>>

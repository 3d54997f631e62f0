//! API error types.

use axum::extract::rejection::QueryRejection;
use axum::http::StatusCode;
use axum::response::{IntoResponse, Response};
use axum::Json;
use thiserror::Error;
use ytgw_extractor::ExtractorError;
use ytgw_models::ErrorBody;

pub type ApiResult<T> = Result<T, ApiError>;

/// Client-facing message for a failed metadata lookup.
pub const INFO_FAILED_MESSAGE: &str = "Could not fetch video information.";

/// Client-facing message for a failed URL resolution.
pub const DOWNLOAD_FAILED_MESSAGE: &str = "Could not get the download link.";

/// Client-facing message when resolution produced nothing usable.
pub const NO_DOWNLOAD_URL_MESSAGE: &str = "Could not generate a download URL for this format.";

#[derive(Debug, Error)]
pub enum ApiError {
    #[error("Bad request: {0}")]
    BadRequest(String),

    #[error("Not found: {0}")]
    NotFound(String),

    #[error("Metadata extraction failed: {0}")]
    Metadata(#[source] ExtractorError),

    #[error("Download URL resolution failed for {url}: {source}")]
    Download {
        source: ExtractorError,
        url: String,
        format_id: Option<String>,
    },
}

impl ApiError {
    pub fn bad_request(msg: impl Into<String>) -> Self {
        Self::BadRequest(msg.into())
    }

    pub fn not_found(msg: impl Into<String>) -> Self {
        Self::NotFound(msg.into())
    }

    /// Resolution failure carrying the watch URL and requested format.
    pub fn download(source: ExtractorError, url: impl Into<String>, format_id: Option<String>) -> Self {
        Self::Download {
            source,
            url: url.into(),
            format_id,
        }
    }

    fn status_code(&self) -> StatusCode {
        match self {
            ApiError::BadRequest(_) => StatusCode::BAD_REQUEST,
            ApiError::NotFound(_) => StatusCode::NOT_FOUND,
            ApiError::Metadata(_) | ApiError::Download { .. } => StatusCode::INTERNAL_SERVER_ERROR,
        }
    }
}

impl From<QueryRejection> for ApiError {
    fn from(rejection: QueryRejection) -> Self {
        Self::BadRequest(rejection.body_text())
    }
}

impl IntoResponse for ApiError {
    fn into_response(self) -> Response {
        let status = self.status_code();

        // Extractor failures expose the raw message as `details`
        let body = match self {
            ApiError::BadRequest(message) | ApiError::NotFound(message) => ErrorBody::new(message),
            ApiError::Metadata(source) => {
                ErrorBody::new(INFO_FAILED_MESSAGE).with_details(source.to_string())
            }
            ApiError::Download {
                source,
                url,
                format_id,
            } => ErrorBody::new(DOWNLOAD_FAILED_MESSAGE)
                .with_details(source.to_string())
                .with_url(url)
                .with_format_id(format_id),
        };

        (status, Json(body)).into_response()
    }
}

<<

Your task is to reproduce the full listing exactly.

- **RESPONSE TO THIS TASK**
repository 3d54997f631e62f0
//! API error types.

use axum::extract::rejection::QueryRejection;
use axum::http::StatusCode;
use axum::response::{IntoResponse, Response};
use axum::Json;
use thiserror::Error;
use ytgw_extractor::ExtractorError;
use ytgw_models::ErrorBody;

pub type ApiResult<T> = Result<T, ApiError>;

/// Client-facing message for a failed metadata lookup.
pub const INFO_FAILED_MESSAGE: &str = "Could not fetch video information.";

/// Client-facing message for a failed URL resolution.
pub const DOWNLOAD_FAILED_MESSAGE: &str = "Could not get the download link.";

/// Client-facing message when resolution produced nothing usable.
pub const NO_DOWNLOAD_URL_MESSAGE: &str = "Could not generate a download URL for this format.";

#[derive(Debug, Error)]
pub enum ApiError {
    #[error("Bad request: {0}")]
    BadRequest(String),

    #[error("Not found: {0}")]
    NotFound(String),

    #[error("Metadata extraction failed: {0}")]
    Metadata(#[source] ExtractorError),

    #[error("Download URL resolution failed for {url}: {source}")]
    Download {
        source: ExtractorError,
        url: String,
        format_id: Option<String>,
    },
}

impl ApiError {
    pub fn bad_request(msg: impl Into<String>) -> Self {
        Self::BadRequest(msg.into())
    }

    pub fn not_found(msg: impl Into<String>) -> Self {
        Self::NotFound(msg.into())
    }

    /// Resolution failure carrying the watch URL and requested format.
    pub fn download(source: ExtractorError, url: impl Into<String>, format_id: Option<String>) -> Self {
        Self::Download {
            source,
            url: url.into(),
            format_id,
        }
    }

    fn status_code(&self) -> StatusCode {
        match self {
            ApiError::BadRequest(_) => StatusCode::BAD_REQUEST,
            ApiError::NotFound(_) => StatusCode::NOT_FOUND,
            ApiError::Metadata(_) | ApiError::Download { .. } => StatusCode::INTERNAL_SERVER_ERROR,
        }
    }
}

impl From<QueryRejection> for ApiError {
    fn from(rejection: QueryRejection) -> Self {
        Self::BadRequest(rejection.body_text())
    }
}

impl IntoResponse for ApiError {
    fn into_response(self) -> Response {
        let status = self.status_code();

        // Extractor failures expose the raw message as `details`
        let body = match self {
            ApiError::BadRequest(message) | ApiError::NotFound(message) => ErrorBody::new(message),
            ApiError::Metadata(source) => {
                ErrorBody::new(INFO_FAILED_MESSAGE).with_details(source.to_string())
            }
            ApiError::Download {
                source,
                url,
                format_id,
            } => ErrorBody::new(DOWNLOAD_FAILED_MESSAGE)
                .with_details(source.to_string())
                .with_url(url)
                .with_format_id(format_id),
        };

        (status, Json(body)).into_response()
    }
}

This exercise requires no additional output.